As I have been thinking about this expanded definition of infertility, I have seen that spiritual struggle all around me. Certainly, I have been aching for those who struggle with literal infertility, knowing what a crushing experience that can be. But I have also seen that same sense of infertility happen vocationally for people who really thought they would end up in a certain career, only to find their restrictive geography, their family responsibilities, or their inability to take on the time or financial commitment needed to pursue their dream making them unable to do the thing they felt created to do. As our diocese is looking at electing a new bishop, I am aware that all four of the current candidates have discerned they feel created to serve in this new role, and yet only one of them will be invited into that ministry.

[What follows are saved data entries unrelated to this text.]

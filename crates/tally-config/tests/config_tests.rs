// SPDX-FileCopyrightText: 2026 Tally Contributors
// SPDX-License-Identifier: MIT OR Apache-2.0

//! Integration tests for the Tally configuration system.

use tally_config::diagnostic::ConfigError;
use tally_config::model::{ProviderKind, TallyConfig};
use tally_config::{load_and_validate_str, load_config_from_str};

/// Valid TOML with all known sections deserializes successfully.
#[test]
fn valid_toml_deserializes_into_tally_config() {
    let toml = r#"
[bot]
name = "ledger"
log_level = "debug"

[telegram]
bot_token = "123:ABC"
webhook_secret = "s3cret"
allowed_chats = ["42"]

[whatsapp]
access_token = "EAAG"
phone_number_id = "1055"
verify_token = "verify-me"
app_secret = "appsecret"

[intent]
timeout_secs = 5

[[intent.providers]]
kind = "anthropic"
api_key = "sk-ant-123"
model = "claude-haiku-4-5"

[[intent.providers]]
kind = "openai"
api_key = "sk-123"
model = "gpt-4o-mini"
base_url = "http://localhost:11434/v1"

[media]
enabled = true
api_key = "sk-media"

[storage]
database_path = "/tmp/test.db"
wal_mode = false

[gateway]
host = "0.0.0.0"
port = 9000

[dialogue]
state_ttl_secs = 0
confirm_reset = false
default_category = "General"
default_payment_method = "Cash"
currency_symbol = "€"
recent_expenses_limit = 5
"#;

    let config = load_and_validate_str(toml).expect("valid TOML should validate");
    assert_eq!(config.bot.name, "ledger");
    assert_eq!(config.telegram.bot_token.as_deref(), Some("123:ABC"));
    assert_eq!(config.telegram.allowed_chats, vec!["42"]);
    assert_eq!(config.whatsapp.phone_number_id.as_deref(), Some("1055"));
    assert_eq!(config.whatsapp.api_version, "v21.0");
    assert_eq!(config.intent.timeout_secs, 5);
    assert_eq!(config.intent.providers.len(), 2);
    assert_eq!(config.intent.providers[0].kind, ProviderKind::Anthropic);
    assert_eq!(
        config.intent.providers[1].base_url.as_deref(),
        Some("http://localhost:11434/v1")
    );
    assert!(config.media.enabled);
    assert_eq!(config.media.transcription_model, "whisper-1");
    assert!(!config.storage.wal_mode);
    assert_eq!(config.gateway.port, 9000);
    assert_eq!(config.dialogue.state_ttl_secs, 0);
    assert!(!config.dialogue.confirm_reset);
    assert_eq!(config.dialogue.default_payment_method.as_deref(), Some("Cash"));
    assert_eq!(config.dialogue.currency_symbol, "€");
}

/// Missing optional sections use defaults without error.
#[test]
fn missing_optional_sections_use_defaults() {
    let config = load_config_from_str("").expect("empty TOML should use defaults");

    assert_eq!(config.bot.name, "tally");
    assert_eq!(config.bot.log_level, "info");
    assert!(config.telegram.bot_token.is_none());
    assert!(config.telegram.allowed_chats.is_empty());
    assert!(config.whatsapp.access_token.is_none());
    assert_eq!(config.whatsapp.api_base_url, "https://graph.facebook.com");
    assert_eq!(config.intent.timeout_secs, 20);
    assert!(config.intent.providers.is_empty());
    assert!(!config.media.enabled);
    assert!(config.storage.wal_mode);
    assert_eq!(config.gateway.host, "127.0.0.1");
    assert_eq!(config.gateway.port, 8080);
    assert_eq!(config.dialogue.state_ttl_secs, 3600);
    assert!(config.dialogue.confirm_reset);
    assert_eq!(config.dialogue.default_category, "Uncategorized");
    assert!(config.dialogue.default_payment_method.is_none());
    assert_eq!(config.dialogue.recent_expenses_limit, 10);
}

/// Unknown field in [telegram] produces an unknown-key diagnostic with a suggestion.
#[test]
fn unknown_field_in_telegram_suggests_fix() {
    let toml = r#"
[telegram]
bot_tken = "abc"
"#;

    let errors = load_and_validate_str(toml).expect_err("should reject unknown field");
    let found = errors.iter().any(|e| {
        matches!(e, ConfigError::UnknownKey { key, suggestion, valid_keys, .. } if {
            key == "bot_tken"
                && suggestion.as_deref() == Some("bot_token")
                && valid_keys.contains("allowed_chats")
        })
    });
    assert!(found, "expected UnknownKey for bot_tken, got: {errors:?}");
}

/// Unexpected top-level section is rejected by deny_unknown_fields.
#[test]
fn deny_unknown_fields_at_top_level() {
    let toml = r#"
[logging]
level = "debug"
"#;

    let err = load_config_from_str(toml).expect_err("unknown top-level section should be rejected");
    let err_str = format!("{err}");
    assert!(
        err_str.contains("unknown field") || err_str.contains("logging"),
        "error should mention unknown field, got: {err_str}"
    );
}

/// Invalid type (string where number expected) produces a clear message.
#[test]
fn invalid_type_is_reported() {
    let toml = r#"
[gateway]
port = "eighty"
"#;

    let errors = load_and_validate_str(toml).expect_err("should reject invalid type");
    assert!(
        errors
            .iter()
            .any(|e| matches!(e, ConfigError::InvalidType { key, .. } if key.contains("port"))),
        "expected InvalidType for gateway.port, got: {errors:?}"
    );
}

/// Validation errors surface through load_and_validate_str.
#[test]
fn validation_rejects_zero_timeout() {
    let toml = r#"
[intent]
timeout_secs = 0
"#;

    let errors = load_and_validate_str(toml).expect_err("zero timeout should fail");
    assert!(errors.iter().any(
        |e| matches!(e, ConfigError::Validation { message } if message.contains("timeout_secs"))
    ));
}

/// `TALLY_TELEGRAM_BOT_TOKEN` maps to telegram.bot_token and nested env keys keep underscores.
#[test]
fn env_vars_override_toml() {
    figment::Jail::expect_with(|jail| {
        jail.create_file(
            "tally.toml",
            r#"
[bot]
name = "from-toml"

[dialogue]
state_ttl_secs = 60
"#,
        )?;
        jail.set_env("TALLY_BOT_NAME", "from-env");
        jail.set_env("TALLY_TELEGRAM_BOT_TOKEN", "123:env");
        jail.set_env("TALLY_DIALOGUE_STATE_TTL_SECS", "120");

        let config = tally_config::load_config()?;
        assert_eq!(config.bot.name, "from-env");
        assert_eq!(config.telegram.bot_token.as_deref(), Some("123:env"));
        assert_eq!(config.dialogue.state_ttl_secs, 120);
        Ok(())
    });
}

/// Missing config files are silently skipped (Figment's Toml::file() behavior).
#[test]
fn missing_config_file_path_uses_defaults() {
    let config: TallyConfig =
        tally_config::load_config_from_path(std::path::Path::new("/nonexistent/tally.toml"))
            .expect("missing file should be silently skipped");
    assert_eq!(config.bot.name, "tally");
}

/// ConfigError renders through miette's graphical handler.
#[test]
fn config_error_renders_with_miette() {
    use miette::{Diagnostic, GraphicalReportHandler};

    let error = ConfigError::UnknownKey {
        key: "naem".to_string(),
        section: "bot".to_string(),
        suggestion: Some("name".to_string()),
        valid_keys: "name, log_level".to_string(),
        span: None,
        src: None,
    };

    assert!(error.code().is_some());
    let help = error.help().expect("should have help text").to_string();
    assert!(help.contains("did you mean `name`"));

    let mut buf = String::new();
    GraphicalReportHandler::new()
        .render_report(&mut buf, &error)
        .expect("should render without error");
    assert!(buf.contains("naem"));
    assert!(buf.contains("[bot]"));
}

/// A misspelled section is named as a section, with the closest real one.
#[test]
fn misspelled_section_suggests_the_real_one() {
    let errors = load_and_validate_str("[telegrm]\nbot_token = \"x\"\n")
        .expect_err("unknown section should be rejected");
    assert!(
        errors.iter().any(|e| matches!(
            e,
            ConfigError::UnknownSection { name, suggestion, .. }
                if name == "telegrm" && suggestion.as_deref() == Some("telegram")
        )),
        "got: {errors:?}"
    );
}

/// Errors in a config file point at the offending line.
#[test]
fn file_errors_carry_a_span() {
    let dir = tempfile::tempdir().unwrap();
    let path = dir.path().join("tally.toml");
    std::fs::write(&path, "[gateway]\nhost = \"0.0.0.0\"\nprot = 8080\n").unwrap();

    let errors = tally_config::load_and_validate_path(&path).expect_err("typo should be rejected");
    let Some(ConfigError::UnknownKey { section, span, .. }) = errors
        .iter()
        .find(|e| matches!(e, ConfigError::UnknownKey { .. }))
    else {
        panic!("expected UnknownKey, got: {errors:?}");
    };
    assert_eq!(section, "gateway");
    let span = span.as_ref().expect("file-backed key should be located");
    assert_eq!(span.offset(), "[gateway]\nhost = \"0.0.0.0\"\n".len());
}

But infertility strikes us in other ways too. This week I was listening to Kate Bowler’s podcast Everything Happens, and she and her guest were talking about palliative care and mortality. The two of them talked about how one of the disadvantages of our American culture is a sense of limitless – that we can do anything we want in life. And what both of them has seen, as a person in recovery from cancer, and a palliative care doctor, is the falsehood, or even the sinfulness, of the notion of limitlessness. When we think we can do anything our heart desires, we are inevitably disappointed when our bodies, our mortality, or other things outside our control, throw limits around our dreams. Part of their work has been helping people work through the sense of infertility that comes from that experience, and helping them find hope, healing, and new meaning in life.
As I have been thinking about literal and figurative infertility, I have been wondering whether sharing those stories might be a part of the healing process. Something about naming the struggle and sharing the journey has power to not only help you move toward invitations to new vocations, but also has the power to encourage others to name their infertilities, destigmatize them, and transform them into something else that can be lifegiving. If you are looking for a safe place to do that, I invite you to join our community of faith – a place where wounded souls are heard, broken hearts are mended, and new paths are celebrated. You are not alone. We would be honored to walk with you. I suspect we need you as much as you may need us.